Le Gibraltar de cette voie terrestre, le point où il est facile de la couper, ce sont les passages par où elle franchit la barrière montagneuse qui sépare les Marches de la Chine des steppes du Turkestan et de la Sibérie. Entre les chaînons de l’Altaï, courant de l’Ouest à l’Est, et la longue arête parallèle que nos cartes désignent sous le nom de Monts-Célestes (en chinois Tian-Chan, en turc Tengri-dagh : montagne du Ciel ou montagne de Dieu), s’ouvre un long couloir, large de plus de cent cinquante lieues. « Des seuils, des îlots, des promontoires bossellent et obstruent le fond de ce grand détroit ; mais, au nord et au sud d’un seuil que les Russes désignent sous le nom de montagnes du Tarba-gataï, par la dépression au fond de laquelle le lac Dzaïssan s’écoule dans l’Irtyche, et par celle où, après le lac aux Eaux-Violettes (Ala-Koul), les Sept Rivières vont grossir le lac Balkach, le détroit est largement ouvert entre l’Altaï et la Montagne du Ciel, donnant passage du bassin d’en haut à celui d’en bas[1]. » Ce passage, nos cartes le nomment : portes de Dzoungarie, et les Chinois, de tout temps, l’ont appelé Tian-Chan-Pe-Lou, c’est-à-dire route au Nord de la Montagne du Ciel.
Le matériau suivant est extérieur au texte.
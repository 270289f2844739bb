//! Participants and seat assignment.
//!
//! Participants join in order. Once two distinct participants are present
//! the room locks: seats are fixed for the rest of the match and anyone
//! joining later is a spectator.

use serde::{Deserialize, Serialize};

use crate::core::{MatchMode, ParticipantId, Seat, Side, SideMap};

/// A connected participant and what they asked for on join.
#[derive(Clone, Debug, PartialEq, Eq, Serialize, Deserialize)]
pub struct Participant {
    pub id: ParticipantId,
    pub name: Option<String>,
    pub heroes: Vec<String>,
    pub mode: Option<MatchMode>,
}

/// Seats of one room.
#[derive(Clone, Debug, Default)]
pub struct Seating {
    participants: Vec<Participant>,
    seats: SideMap<Option<ParticipantId>>,
    locked: bool,
}

impl Seating {
    #[must_use]
    pub fn new() -> Self {
        Self::default()
    }

    /// Add a participant, or refresh the picks of one already present.
    pub fn upsert(&mut self, participant: Participant) {
        match self.participants.iter_mut().find(|p| p.id == participant.id) {
            Some(existing) => *existing = participant,
            None => self.participants.push(participant),
        }
    }

    /// Drop a participant. Returns the side they held, if any.
    pub fn remove(&mut self, id: &ParticipantId) -> Option<Side> {
        self.participants.retain(|p| &p.id != id);
        let side = self.side_of(id)?;
        self.seats[side] = None;
        Some(side)
    }

    #[must_use]
    pub fn participant(&self, id: &ParticipantId) -> Option<&Participant> {
        self.participants.iter().find(|p| &p.id == id)
    }

    #[must_use]
    pub fn is_locked(&self) -> bool {
        self.locked
    }

    /// Whether the room can lock: unlocked with at least two participants.
    #[must_use]
    pub fn is_ready(&self) -> bool {
        !self.locked && self.participants.len() >= 2
    }

    /// Mode requested by the earliest participant that asked for one.
    #[must_use]
    pub fn requested_mode(&self) -> MatchMode {
        self.participants.iter().find_map(|p| p.mode).unwrap_or_default()
    }

    /// Seat the first two participants. `swap` puts the second joiner in player 1.
    ///
    /// Returns the seated participants, or `None` if the room is not ready.
    pub fn lock(&mut self, swap: bool) -> Option<SideMap<Participant>> {
        if !self.is_ready() {
            return None;
        }
        let (first, second) = (self.participants[0].clone(), self.participants[1].clone());
        let (p1, p2) = if swap { (second, first) } else { (first, second) };
        self.seats = SideMap { player1: Some(p1.id.clone()), player2: Some(p2.id.clone()) };
        self.locked = true;
        Some(SideMap { player1: p1, player2: p2 })
    }

    #[must_use]
    pub fn side_of(&self, id: &ParticipantId) -> Option<Side> {
        self.seats.iter().find(|(_, p)| p.as_ref() == Some(id)).map(|(side, _)| side)
    }

    #[must_use]
    pub fn seat_of(&self, id: &ParticipantId) -> Seat {
        self.side_of(id).map_or(Seat::Spectator, Seat::from)
    }

    #[must_use]
    pub fn seated(&self, side: Side) -> Option<&ParticipantId> {
        self.seats[side].as_ref()
    }
}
Le voyageur qui arrive de Mongolie peut encore se glisser entre les sables du Gobi et la chaîne du Tian-Chan et arriver au pied des Pamir, « terrasse du monde, » dans la dépression où s’élève Kachgar et,

  1. Le bassin d’en haut c’est la Mongolie, plus élevée de 1 000 mètres que le bassin d’en-bas (Turkestan et Sibérie).